I am trying to use Console class to get input from user but a null object is returned when I call System.console(). Do I have to change anything before using System.console?

Console co=System.console();
System.out.println(co);
try{
    String s=co.readLine();
}

Marsha answered 10/1, 2011 at 7:1 Comment(4)

is this for android ? (i'm guessing from your user id) – Morphophonemics 10/1, 2011 at 7:10

Are you using eclipse to start your program? Try to start your program without eclipse using java.exe. – Teach 10/1, 2011 at 7:10

Have a look at McDowell's project "AbstractingTheJavaConsole": illegalargumentexception.googlecode.com/svn/trunk/code/java/… – Stratocumulus 12/1, 2011 at 1:24

@RyanFernandes How is his name relevant to his question? – Unsecured 1/5, 2013 at 4:29

255

Using Console to read input (usable only outside of an IDE):

System.out.print("Enter something:");
String input = System.console().readLine();

Another way (works everywhere):

import java.io.BufferedReader;
import java.io.IOException;
import java.io.InputStreamReader;

public class Test {
    public static void main(String[] args) throws IOException { 
        BufferedReader br = new BufferedReader(new InputStreamReader(System.in));
        System.out.print("Enter String");
        String s = br.readLine();
        System.out.print("Enter Integer:");
        try {
            int i = Integer.parseInt(br.readLine());
        } catch(NumberFormatException nfe) {
            System.err.println("Invalid Format!");
        }
    }
}

System.console() returns null in an IDE.
So if you really need to use System.console(), read this solution from McDowell.

Stratocumulus answered 10/1, 2011 at 9:16 Comment(4)

why we need BufferedReader to read the input why cant we directly read from InputStreamReader – Bimah 1/1, 2016 at 0:16

Got the answer: With a BufferedInputStream, the method delegates to an overloaded read() method that reads 8192 amount of bytes and buffers them until they are needed.
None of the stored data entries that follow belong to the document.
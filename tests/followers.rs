mod support;

use std::{sync::Arc, time::Duration};

use feedtally::{
    application::followers::FollowerService,
    cache::{CacheKey, Tier},
    domain::entities::FollowerInfo,
};
use support::Harness;

fn info(followers: u64, is_followed_by_user: bool) -> FollowerInfo {
    FollowerInfo {
        followers,
        is_followed_by_user,
    }
}

#[tokio::test]
async fn set_then_get_returns_the_same_projection() {
    let harness = Harness::new();
    let cache = harness.followers();

    cache.set("alice", Some("bob"), &info(42, true)).await;
    cache.set("alice", None, &info(42, false)).await;

    assert_eq!(cache.get("alice", Some("bob")).await, Some(info(42, true)));
    assert_eq!(cache.get("alice", None).await, Some(info(42, false)));
    assert_eq!(cache.get("alice", Some("carol")).await, None);
    assert!(cache.is_follower("alice", "bob").await);
    assert!(!cache.is_follower("alice", "carol").await);
}

#[tokio::test]
async fn backup_answers_after_primary_expires() {
    let harness = Harness::new();
    let cache = harness.followers();
    cache.set("alice", None, &info(7, false)).await;

    harness.advance(harness.config.follower_ttl + Duration::from_secs(1));
    assert!(
        !harness
            .kv
            .contains_key(CacheKey::follower_info("alice", None).as_str())
    );

    let (value, tier) = cache.get_with_tier("alice", None).await.expect("backup hit");
    assert_eq!(value, info(7, false));
    assert_eq!(tier, Tier::Backup);

    // The backup hit restores the primary copy.
    let (_, tier) = cache.get_with_tier("alice", None).await.expect("primary hit");
    assert_eq!(tier, Tier::Primary);
}

#[tokio::test]
async fn both_tiers_expire_eventually() {
    let harness = Harness::new();
    let cache = harness.followers();
    cache.set("alice", None, &info(7, false)).await;

    harness.advance(harness.config.follower_backup_ttl + Duration::from_secs(1));

    assert_eq!(cache.get("alice", None).await, None);
}

#[tokio::test]
async fn invalidating_a_viewer_drops_the_anonymous_projection() {
    let harness = Harness::new();
    let cache = harness.followers();
    cache.set("alice", Some("bob"), &info(3, true)).await;
    cache.set("alice", Some("carol"), &info(3, false)).await;
    cache.set("alice", None, &info(3, false)).await;

    cache.invalidate("alice", Some("bob")).await;

    assert_eq!(cache.get("alice", Some("bob")).await, None);
    assert_eq!(cache.get("alice", None).await, None);
    assert!(!cache.is_follower("alice", "bob").await);
    // Other named viewers keep their projection until it expires.
    assert_eq!(cache.get("alice", Some("carol")).await, Some(info(3, false)));
}

#[tokio::test]
async fn store_outage_reads_as_a_miss() {
    let harness = Harness::new();
    let cache = harness.followers();
    cache.set("alice", None, &info(1, false)).await;

    harness.kv.set_unavailable(true);
    assert_eq!(cache.get("alice", None).await, None);
    cache.set("alice", None, &info(2, false)).await;

    harness.kv.set_unavailable(false);
    assert_eq!(cache.get("alice", None).await, Some(info(1, false)));
}

#[tokio::test]
async fn service_reads_through_and_caches() {
    let harness = Harness::new();
    harness.repos.follow("bob", "alice");
    harness.repos.follow("carol", "alice");
    let service = FollowerService::new(harness.followers(), harness.repos.clone());

    let first = service
        .follower_info("alice", Some("bob"))
        .await
        .expect("durable read");
    assert_eq!(first, info(2, true));
    assert_eq!(harness.repos.follower_reads(), 1);

    let second = service
        .follower_info("alice", Some("bob"))
        .await
        .expect("cached read");
    assert_eq!(second, first);
    assert_eq!(harness.repos.follower_reads(), 1);
}

#[tokio::test]
async fn relationship_change_forces_a_fresh_read() {
    let harness = Harness::new();
    harness.repos.follow("bob", "alice");
    let service = FollowerService::new(harness.followers(), harness.repos.clone());

    assert!(service.is_following("alice", "bob").await.expect("follows"));
    let anonymous = service.follower_info("alice", None).await.expect("anon");
    assert_eq!(anonymous.followers, 1);

    harness.repos.unfollow("bob", "alice");
    service.relationship_changed("alice", "bob").await;

    assert!(!service.is_following("alice", "bob").await.expect("unfollowed"));
    let anonymous = service.follower_info("alice", None).await.expect("anon");
    assert_eq!(anonymous.followers, 0);
}

#[tokio::test]
async fn durable_failure_surfaces_on_a_miss() {
    let harness = Harness::new();
    let repos = Arc::clone(&harness.repos);
    let service = FollowerService::new(harness.followers(), repos);

    harness.repos.set_unavailable(true);

    assert!(service.follower_info("alice", None).await.is_err());
}
use std::{process, sync::Arc};

use apalis::{
    layers::WorkerBuilderExt,
    prelude::{Monitor, WorkerBuilder, WorkerFactoryFn},
};
use apalis_cron::CronStream;
use feedtally::{
    application::{
        error::AppError,
        jobs::{
            JobWorkerContext, ReconcileJob, process_reconcile_job, process_tag_sync_job,
            process_trending_job,
        },
        repos::{TagsRepo, TrendingSource, ViewsRepo},
    },
    cache::{
        CacheConfig, Clock, CounterAggregator, KvStore, PopularityTracker, SystemClock,
        TrendingCache, WarmOutcome,
    },
    config::{self, Command},
    infra::{db::PostgresRepositories, error::InfraError, redis::RedisKv, telemetry},
};
use tracing::{Dispatch, Level, dispatcher, error, info};
use tracing_subscriber::fmt as tracing_fmt;

#[tokio::main]
async fn main() {
    if let Err(error) = run().await {
        report_application_error(&error);
        process::exit(1);
    }
}

fn report_application_error(error: &AppError) {
    let causes = error.chain();
    if dispatcher::has_been_set() {
        error!(error = %error, ?causes, "application error");
        return;
    }

    let subscriber = tracing_fmt().with_max_level(Level::ERROR).finish();
    let dispatch = Dispatch::new(subscriber);
    dispatcher::with_default(&dispatch, || {
        error!(error = %error, ?causes, "application error");
    });
}

async fn run() -> Result<(), AppError> {
    let (cli_args, settings) = config::load_with_cli()
        .map_err(|err| AppError::unexpected(format!("failed to load configuration: {err}")))?;

    let command = cli_args.command.unwrap_or_default();

    telemetry::init(&settings.logging).map_err(AppError::from)?;

    match command {
        Command::Worker(_) => run_worker(settings).await,
        Command::Reconcile(_) => run_reconcile(settings).await,
        Command::SyncTags(_) => run_sync_tags(settings).await,
        Command::WarmTrending(_) => run_warm_trending(settings).await,
    }
}

/// Connections and shared configuration every command needs.
struct Runtime {
    repositories: Arc<PostgresRepositories>,
    kv: Arc<dyn KvStore>,
    clock: Arc<dyn Clock>,
    cache: CacheConfig,
}

impl Runtime {
    fn counters(&self) -> Arc<CounterAggregator> {
        Arc::new(CounterAggregator::new(self.kv.clone(), &self.cache))
    }

    fn reconcile_job(&self, settings: &config::Settings) -> ReconcileJob {
        let views: Arc<dyn ViewsRepo> = self.repositories.clone();
        ReconcileJob::new(
            self.counters(),
            views,
            settings.jobs.reconcile_batch_size.get() as usize,
        )
    }

    fn trending(&self) -> TrendingCache {
        let source: Arc<dyn TrendingSource> = self.repositories.clone();
        TrendingCache::new(self.kv.clone(), source, self.clock.clone(), &self.cache)
    }

    fn popularity(&self) -> PopularityTracker {
        let tags: Arc<dyn TagsRepo> = self.repositories.clone();
        PopularityTracker::new(self.kv.clone(), tags)
    }
}

async fn init_runtime(settings: &config::Settings) -> Result<Runtime, AppError> {
    let repositories = PostgresRepositories::connect(&settings.database).await?;
    repositories.health_check().await?;

    let redis = RedisKv::connect(&settings.redis.url, settings.redis.pool_size.get() as usize)?;
    redis.health_check().await?;

    Ok(Runtime {
        repositories: Arc::new(repositories),
        kv: Arc::new(redis),
        clock: Arc::new(SystemClock),
        cache: CacheConfig::from(&settings.cache),
    })
}

async fn run_reconcile(settings: config::Settings) -> Result<(), AppError> {
    let runtime = init_runtime(&settings).await?;
    let report = runtime.reconcile_job(&settings).run().await?;
    info!(
        run_id = %report.run_id,
        flushed = report.flushed,
        skipped = report.skipped,
        mismatched = report.mismatched,
        "reconcile command finished"
    );
    Ok(())
}

async fn run_sync_tags(settings: config::Settings) -> Result<(), AppError> {
    let runtime = init_runtime(&settings).await?;
    let active = runtime.popularity().sync_from_durable().await?;
    info!(active, "tag cache rebuilt");
    Ok(())
}

async fn run_warm_trending(settings: config::Settings) -> Result<(), AppError> {
    let runtime = init_runtime(&settings).await?;
    match runtime.trending().warm_cache().await {
        WarmOutcome::Failed => Err(AppError::unexpected("trending refresh failed")),
        outcome => {
            info!(?outcome, "trending warm finished");
            Ok(())
        }
    }
}

async fn run_worker(settings: config::Settings) -> Result<(), AppError> {
    let runtime = init_runtime(&settings).await?;
    let context = JobWorkerContext {
        reconcile: Arc::new(runtime.reconcile_job(&settings)),
        trending: runtime.trending(),
        popularity: Arc::new(runtime.popularity()),
    };

    let reconcile_worker = WorkerBuilder::new("reconcile-views-worker")
        .concurrency(1)
        .data(context.clone())
        .backend(CronStream::new(settings.jobs.reconcile_schedule.clone()))
        .build_fn(process_reconcile_job);
    let trending_worker = WorkerBuilder::new("warm-trending-worker")
        .concurrency(1)
        .data(context.clone())
        .backend(CronStream::new(settings.jobs.trending_schedule.clone()))
        .build_fn(process_trending_job);
    let tag_sync_worker = WorkerBuilder::new("sync-tags-worker")
        .concurrency(1)
        .data(context)
        .backend(CronStream::new(settings.jobs.tag_sync_schedule.clone()))
        .build_fn(process_tag_sync_job);

    info!("starting scheduled workers");
    Monitor::new()
        .register(reconcile_worker)
        .register(trending_worker)
        .register(tag_sync_worker)
        .run_with_signal(tokio::signal::ctrl_c())
        .await
        .map_err(|err| AppError::from(InfraError::from(err)))?;

    info!("workers stopped");
    Ok(())
}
It still returns only the single byte (but keeps the others in reserve). This way the BufferedInputStream makes less native calls to the OS to read from the file. Thanks – Bimah 1/1, 2016 at 0:21

In case we want to read password from user, #22546103 masks the line with asterisk. – Herat 22/3, 2017 at 11:5

@Bimah another reason might be that BufferedReader provides the method readLine() which does not exist for InputStreamReader. – Aggarwal 24/7, 2019 at 16:46

123

Scanner in = new Scanner(System.in);

int i = in.nextInt();
String s = in.next();

Speaker answered 10/1, 2011 at 7:11 Comment(5)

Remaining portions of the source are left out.